Tina Paone, Ph.D., professor of counseling in the Department of Educational Counseling & Leadership, recently published a set of companion books on narcissistic tactics and patterns. The books, “Recognize the Cadence: The Narcissist’s Offensive Playbook” and “The Invincible Defense: Counter to the Narcissist’s Playbook,” use a football-themed framework and were created for anyone who works with, or lives with, the impact of narcissistic abuse including mental health professionals, family-law professionals, educators, advocates, and survivors themselves.

Paone describes “Recognize the Cadence: The Narcissist’s Offensive Playbook,” as an accessible guide to how manipulation, grooming, gaslighting, and control operate so survivors can name what’s happening and trust themselves again, and “The Invincible Defense: Counter to the Narcissist’s Playbook” as a survivor-centered guide to boundaries, emotional safety, and disengagement, without over-explaining, self-abandoning, or staying in the game longer than one should.
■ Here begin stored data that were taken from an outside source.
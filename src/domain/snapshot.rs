//! Snapshot Persistence
//!
//! The snapshot is the only contract with the dashboard. It is rewritten in
//! full on every run through a temporary sibling file and a rename, so the
//! dashboard sees either the previous document or the new one.

use std::fs;
use std::path::{Path, PathBuf};

use chrono::{DateTime, Utc};
use serde::{Deserialize, Serialize};
use thiserror::Error;

use super::ranking::{top_n, RankOrder};
use super::row::EnrichedRow;

/// Default snapshot file name
pub const DEFAULT_SNAPSHOT_FILE: &str = "data.json";

#[derive(Error, Debug)]
pub enum SnapshotError {
    #[error("Failed to serialize snapshot: {0}")]
    Serialization(#[from] serde_json::Error),

    #[error("Failed to create directory {path}: {source}")]
    Directory {
        path: PathBuf,
        #[source]
        source: std::io::Error,
    },

    #[error("Failed to write snapshot {path}: {source}")]
    Write {
        path: PathBuf,
        #[source]
        source: std::io::Error,
    },

    #[error("Failed to read snapshot {path}: {source}")]
    Read {
        path: PathBuf,
        #[source]
        source: std::io::Error,
    },
}

/// One pipeline run's complete output
#[derive(Debug, Clone, PartialEq, Serialize, Deserialize)]
#[serde(rename_all = "camelCase")]
pub struct Snapshot {
    pub updated_at: DateTime<Utc>,
    pub rows: Vec<EnrichedRow>,
    #[serde(default, skip_serializing_if = "Option::is_none")]
    pub top_low_volatility: Option<Vec<EnrichedRow>>,
    #[serde(default, skip_serializing_if = "Option::is_none")]
    pub top_volatility: Option<Vec<EnrichedRow>>,
}

impl Snapshot {
    /// Build a snapshot from rows already ranked in `order`
    pub fn new(updated_at: DateTime<Utc>, ranked: Vec<EnrichedRow>, order: RankOrder, top: usize) -> Self {
        let subset = top_n(&ranked, top);
        let (top_low_volatility, top_volatility) = match order {
            RankOrder::LowestVolatility => (Some(subset), None),
            RankOrder::HighestVolatility => (None, Some(subset)),
        };

        Self {
            updated_at,
            rows: ranked,
            top_low_volatility,
            top_volatility,
        }
    }

    /// The precomputed subset, whichever direction it was ranked in
    pub fn top(&self) -> &[EnrichedRow] {
        self.top_low_volatility
            .as_deref()
            .or(self.top_volatility.as_deref())
            .unwrap_or(&[])
    }

    pub fn to_json(&self) -> Result<String, SnapshotError> {
        Ok(serde_json::to_string_pretty(self)?)
    }

    pub fn from_json(content: &str) -> Result<Self, SnapshotError> {
        Ok(serde_json::from_str(content)?)
    }

    /// Replace the document at `path` with this snapshot
    pub fn save(&self, path: &Path) -> Result<(), SnapshotError> {
        if let Some(parent) = path.parent().filter(|p| !p.as_os_str().is_empty()) {
            fs::create_dir_all(parent).map_err(|source| SnapshotError::Directory {
                path: parent.to_path_buf(),
                source,
            })?;
        }

        let content = self.to_json()?;
        let tmp = temp_path(path);

        fs::write(&tmp, content).map_err(|source| SnapshotError::Write {
            path: tmp.clone(),
            source,
        })?;

        if let Err(source) = fs::rename(&tmp, path) {
            let _ = fs::remove_file(&tmp);
            return Err(SnapshotError::Write {
                path: path.to_path_buf(),
                source,
            });
        }

        tracing::info!(
            "Snapshot saved: {} rows, {} top -> {}",
            self.rows.len(),
            self.top().len(),
            path.display()
        );

        Ok(())
    }

    /// Load the document at `path`
    pub fn load(path: &Path) -> Result<Self, SnapshotError> {
        let content = fs::read_to_string(path).map_err(|source| SnapshotError::Read {
            path: path.to_path_buf(),
            source,
        })?;
        Self::from_json(&content)
    }
}

fn temp_path(path: &Path) -> PathBuf {
    let name = path
        .file_name()
        .map(|n| n.to_string_lossy().into_owned())
        .unwrap_or_else(|| DEFAULT_SNAPSHOT_FILE.to_string());
    path.with_file_name(format!(".{}.tmp", name))
}

#[cfg(test)]
mod tests {
    use super::*;
    use crate::domain::metrics::StabilityLabel;
    use chrono::TimeZone;
    use tempfile::TempDir;

    fn row(pair: &str, volatility: f64) -> EnrichedRow {
        EnrichedRow {
            pair: pair.to_string(),
            display_name: format!("{} Name", pair),
            short_symbol: pair.to_string(),
            chain_id: "56".to_string(),
            contract_address: "0xdef".to_string(),
            price_change_percent: -1.25,
            quote_volume: 123_456_789.5,
            open_price: 0.000123,
            high_price: 0.000130,
            low_price: 0.000120,
            volatility,
            stability: StabilityLabel::classify(volatility),
            listed_days: Some(4),
            recent_on_target_chain: true,
        }
    }

    fn sample(order: RankOrder) -> Snapshot {
        let at = Utc.with_ymd_and_hms(2026, 10, 19, 12, 0, 0).unwrap();
        Snapshot::new(at, vec![row("A", 0.01), row("B", 0.02), row("C", 0.3)], order, 2)
    }

    #[test]
    fn test_top_subset_key_follows_order() {
        let low = serde_json::to_value(sample(RankOrder::LowestVolatility)).unwrap();
        assert_eq!(low["topLowVolatility"].as_array().unwrap().len(), 2);
        assert!(low.get("topVolatility").is_none());

        let high = serde_json::to_value(sample(RankOrder::HighestVolatility)).unwrap();
        assert_eq!(high["topVolatility"].as_array().unwrap().len(), 2);
        assert!(high.get("topLowVolatility").is_none());
    }

    #[test]
    fn test_updated_at_is_iso8601() {
        let value = serde_json::to_value(sample(RankOrder::LowestVolatility)).unwrap();
        let stamp = value["updatedAt"].as_str().unwrap();
        assert!(stamp.starts_with("2026-10-19T12:00:00"));
        assert!(DateTime::parse_from_rfc3339(stamp).is_ok());
    }

    #[test]
    fn test_json_round_trip_preserves_rows() {
        let snapshot = sample(RankOrder::LowestVolatility);
        let restored = Snapshot::from_json(&snapshot.to_json().unwrap()).unwrap();
        assert_eq!(restored, snapshot);
        assert_eq!(restored.top().len(), 2);
    }

    #[test]
    fn test_save_creates_dir_and_replaces() {
        let dir = TempDir::new().unwrap();
        let path = dir.path().join("docs").join("data.json");

        sample(RankOrder::LowestVolatility).save(&path).unwrap();
        let first = Snapshot::load(&path).unwrap();
        assert_eq!(first.rows.len(), 3);

        let at = Utc.with_ymd_and_hms(2026, 10, 20, 0, 0, 0).unwrap();
        Snapshot::new(at, vec![row("Z", 0.5)], RankOrder::LowestVolatility, 10)
            .save(&path)
            .unwrap();

        let second = Snapshot::load(&path).unwrap();
        assert_eq!(second.rows.len(), 1);
        assert_eq!(second.rows[0].pair, "Z");
        assert!(!dir.path().join("docs").join(".data.json.tmp").exists());
    }

    #[test]
    fn test_load_missing_file() {
        let dir = TempDir::new().unwrap();
        let result = Snapshot::load(&dir.path().join("missing.json"));
        assert!(matches!(result, Err(SnapshotError::Read { .. })));
    }

    #[test]
    fn test_load_corrupted_file() {
        let dir = TempDir::new().unwrap();
        let path = dir.path().join("data.json");
        fs::write(&path, "{ invalid json }").unwrap();
        assert!(matches!(Snapshot::load(&path), Err(SnapshotError::Serialization(_))));
    }

    #[test]
    fn test_temp_path_is_sibling() {
        let tmp = temp_path(Path::new("/srv/docs/data.json"));
        assert_eq!(tmp, Path::new("/srv/docs/.data.json.tmp"));
    }
}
“Recognize the Cadence: The Narcissist’s Offensive Playbook” breaks down the narcissistic abusive patterns into 24 repeatable “plays,” or tactics that narcissists use to gain control, distort reality, avoid accountability, and keep individuals reacting instead of living. The companion book, “The Invincible Defense: Counter to the Narcissist’s Playbook” is built for nervous-system safety, clear limits, and decisions that reduce access, especially when an individual is tired, dysregulated, or second-guessing oneself. The book offers 24 defensive counters, each paired directly with one of the 24 offensive plays from the first book.
“Readers learn to recognize the setup, identify the language ‘snaps,’ understand the psychological ‘penalty,’ and name the real impact on mind, body, and sense of self,” Paone states. “You don’t win by playing harder. You win when you slow the game down, hold reality, enforce a boundary, or disengage entirely.”